» Exercise
Transcribe, word for word and without additions, each line below from the one containing "#[derive(Debug, Clone, PartialEq, Eq)]" through the one containing "#[async_trait(?Send)]", both ends included.

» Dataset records
######

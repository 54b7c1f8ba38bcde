//! Outbound fetch contract
//!
//! The transport itself lives behind [`Fetcher`]: the worker drives the Workers
//! `fetch` API, native binaries use [`crate::native::ReqwestFetcher`]. Status and
//! content-type gating is shared here so both transports classify responses the
//! same way.

use std::collections::BTreeMap;
use std::time::Duration;

use async_trait::async_trait;

use crate::error::{FetchError, FetchResult};
use crate::validator::FetchTarget;

/// Wall-clock limit for one outbound request, body included.
pub const FETCH_TIMEOUT: Duration = Duration::from_secs(15);

/// Redirect hops the transport follows before giving up.
pub const MAX_REDIRECTS: usize = 10;

/// Request headers sent on every fetch. Mimics a desktop Chrome.
pub const BROWSER_HEADERS: &[(&str, &str)] = &[
    (
        "User-Agent",
        "Mozilla/5.0 (Windows NT 10.0; Win64; x64) AppleWebKit/537.36 (KHTML, like Gecko) Chrome/120.0.0.0 Safari/537.36",
    ),
    (
        "Accept",
        "text/html,application/xhtml+xml,application/xml;q=0.9,image/webp,*/*;q=0.8",
    ),
    ("Accept-Language", "en-US,en;q=0.9"),
    ("Accept-Encoding", "gzip, deflate, br"),
    ("Cache-Control", "no-cache"),
    ("DNT", "1"),
    ("Upgrade-Insecure-Requests", "1"),
];

/// Content types relayed to the caller.
pub const SUPPORTED_CONTENT_TYPES: &[&str] = &["text/html", "text/plain", "application/json"];

/// Classification of an accepted response body.
#[derive(Debug, Clone, Copy, PartialEq, Eq)]
pub enum ContentKind {
    Html,
    PlainText,
    Json,
}

impl ContentKind {
    /// Classify a `Content-Type` header value by substring.
    pub fn classify(content_type: &str) -> Option<Self> {
        let content_type = content_type.to_ascii_lowercase();
        if content_type.contains("text/html") {
            Some(ContentKind::Html)
        } else if content_type.contains("text/plain") {
            Some(ContentKind::PlainText)
        } else if content_type.contains("application/json") {
            Some(ContentKind::Json)
        } else {
            None
        }
    }

    pub fn is_html(self) -> bool {
        self == ContentKind::Html
    }
}

/// A fully received upstream response.
#[derive(Debug, Clone, PartialEq, Eq)]
pub struct RemoteResponse {
    pub status: u16,
    pub reason: String,
    /// Lower-cased header names; repeated headers joined with `", "`.
    pub headers: BTreeMap<String, String>,
    /// `Content-Type` header value, empty when absent.
    pub content_type: String,
    pub body: String,
}

impl RemoteResponse {
    pub fn new<I, K, V>(status: u16, reason: impl Into<String>, headers: I, body: String) -> Self
    where
        I: IntoIterator<Item = (K, V)>,
        K: AsRef<str>,
        V: AsRef<str>,
    {
        let mut merged: BTreeMap<String, String> = BTreeMap::new();
        for (name, value) in headers {
            let name = name.as_ref().to_ascii_lowercase();
            let value = value.as_ref();
            merged
                .entry(name)
                .and_modify(|existing| {
                    existing.push_str(", ");
                    existing.push_str(value);
                })
                .or_insert_with(|| value.to_string());
        }

        let content_type = merged.get("content-type").cloned().unwrap_or_default();

        Self {
            status,
            reason: reason.into(),
            headers: merged,
            content_type,
            body,
        }
    }

    pub fn is_success(&self) -> bool {
        (200..300).contains(&self.status)
    }
}

/// Canonical reason phrase for a status code, empty when unknown.
pub fn canonical_reason(status: u16) -> String {
    http::StatusCode::from_u16(status)
        .ok()
        .and_then(|code| code.canonical_reason())
        .unwrap_or_default()
        .to_string()
}

/// Transport performing a single GET for a validated target.
///
/// Implementations send [`BROWSER_HEADERS`], follow redirects, stop after
/// [`FETCH_TIMEOUT`] with [`FetchError::Timeout`], and return non-2xx responses
/// as `Ok` so that [`fetch_checked`] decides how to report them. No retries.
#[async_trait(?Send)]
pub trait Fetcher {
    async fn fetch(&self, target: &FetchTarget) -> FetchResult<RemoteResponse>;
}

/// Fetch `target` and gate the response on status and content type.
pub async fn fetch_checked<F>(
    fetcher: &F,
    target: &FetchTarget,
) -> FetchResult<(RemoteResponse, ContentKind)>
where
    F: Fetcher + ?Sized,
{
    tracing::debug!(url = target.url(), "fetching");

    let response = match fetcher.fetch(target).await {
        Ok(response) => response,
        Err(err) => {
            tracing::warn!(url = target.url(), error = %err, "fetch failed");
            return Err(err);
        }
    };

    tracing::info!(
        url = target.url(),
        status = response.status,
        content_type = %response.content_type,
        bytes = response.body.len(),
        "fetched"
    );

    check_response(target, response)
}

/// Apply the status and content-type gates to a received response.
pub fn check_response(
    target: &FetchTarget,
    response: RemoteResponse,
) -> FetchResult<(RemoteResponse, ContentKind)> {
    if !response.is_success() {
        return Err(FetchError::UpstreamHttp {
            url: target.url().to_string(),
            status: response.status,
            reason: response.reason,
        });
    }

    match ContentKind::classify(&response.content_type) {
        Some(kind) => Ok((response, kind)),
        None => Err(FetchError::UnsupportedContentType {
            url: target.url().to_string(),
            content_type: response.content_type,
        }),
    }
}

#[cfg(test)]
mod tests {
    use super::*;
    use crate::validator::validate_target;

    fn response(status: u16, content_type: Option<&str>) -> RemoteResponse {
        let headers: Vec<(&str, &str)> = content_type
            .map(|ct| vec![("Content-Type", ct)])
            .unwrap_or_default();
        RemoteResponse::new(status, canonical_reason(status), headers, "body".into())
    }

    #[test]
    fn classifies_supported_types() {
        assert_eq!(
            ContentKind::classify("text/html; charset=utf-8"),
            Some(ContentKind::Html)
        );
        assert_eq!(ContentKind::classify("TEXT/HTML"), Some(ContentKind::Html));
        assert_eq!(
            ContentKind::classify("text/plain"),
            Some(ContentKind::PlainText)
        );
        assert_eq!(
            ContentKind::classify("application/json; charset=utf-8"),
            Some(ContentKind::Json)
        );
        assert_eq!(ContentKind::classify("image/png"), None);
        assert_eq!(ContentKind::classify(""), None);
    }

    #[test]
    fn headers_are_lowercased_and_merged() {
        let response = RemoteResponse::new(
            200,
            "OK",
            [
                ("Set-Cookie", "a=1"),
                ("set-cookie", "b=2"),
                ("Content-Type", "text/html"),
            ],
            String::new(),
        );
        assert_eq!(response.headers["set-cookie"], "a=1, b=2");
        assert_eq!(response.content_type, "text/html");
    }

    #[test]
    fn non_success_is_reported_with_reason() {
        let target = validate_target("https://example.com/missing").unwrap();
        let err = check_response(&target, response(404, Some("text/html"))).unwrap_err();
        match err {
            FetchError::UpstreamHttp { status, reason, .. } => {
                assert_eq!(status, 404);
                assert_eq!(reason, "Not Found");
            }
            other => panic!("unexpected error: {other}"),
        }
    }

    #[test]
    fn status_gate_runs_before_content_type_gate() {
        let target = validate_target("https://example.com/").unwrap();
        let err = check_response(&target, response(500, Some("image/png"))).unwrap_err();
        assert_eq!(err.status(), 500);
        assert!(matches!(err, FetchError::UpstreamHttp { .. }));
    }

    #[test]
    fn unsupported_or_missing_content_type_is_rejected() {
        let target = validate_target("https://example.com/logo.png").unwrap();
        for content_type in [Some("image/png"), None] {
            let err = check_response(&target, response(200, content_type)).unwrap_err();
            assert_eq!(err.status(), 415);
        }
    }

    #[test]
    fn unknown_status_has_empty_reason() {
        assert_eq!(canonical_reason(200), "OK");
        assert_eq!(canonical_reason(599), "");
    }
}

######

» Solution
#[derive(Debug, Clone, PartialEq, Eq)]
pub struct RemoteResponse {
    pub status: u16,
    pub reason: String,
    /// Lower-cased header names; repeated headers joined with `", "`.
    pub headers: BTreeMap<String, String>,
    /// `Content-Type` header value, empty when absent.
    pub content_type: String,
    pub body: String,
}

impl RemoteResponse {
    pub fn new<I, K, V>(status: u16, reason: impl Into<String>, headers: I, body: String) -> Self
    where
        I: IntoIterator<Item = (K, V)>,
        K: AsRef<str>,
        V: AsRef<str>,
    {
        let mut merged: BTreeMap<String, String> = BTreeMap::new();
        for (name, value) in headers {
            let name = name.as_ref().to_ascii_lowercase();
            let value = value.as_ref();
            merged
                .entry(name)
                .and_modify(|existing| {
                    existing.push_str(", ");
                    existing.push_str(value);
                })
                .or_insert_with(|| value.to_string());
        }

        let content_type = merged.get("content-type").cloned().unwrap_or_default();

        Self {
            status,
            reason: reason.into(),
            headers: merged,
            content_type,
            body,
        }
    }

    pub fn is_success(&self) -> bool {
        (200..300).contains(&self.status)
    }
}

/// Canonical reason phrase for a status code, empty when unknown.
pub fn canonical_reason(status: u16) -> String {
    http::StatusCode::from_u16(status)
        .ok()
        .and_then(|code| code.canonical_reason())
        .unwrap_or_default()
        .to_string()
}

/// Transport performing a single GET for a validated target.
///
/// Implementations send [`BROWSER_HEADERS`], follow redirects, stop after
/// [`FETCH_TIMEOUT`] with [`FetchError::Timeout`], and return non-2xx responses
/// as `Ok` so that [`fetch_checked`] decides how to report them. No retries.
#[async_trait(?Send)]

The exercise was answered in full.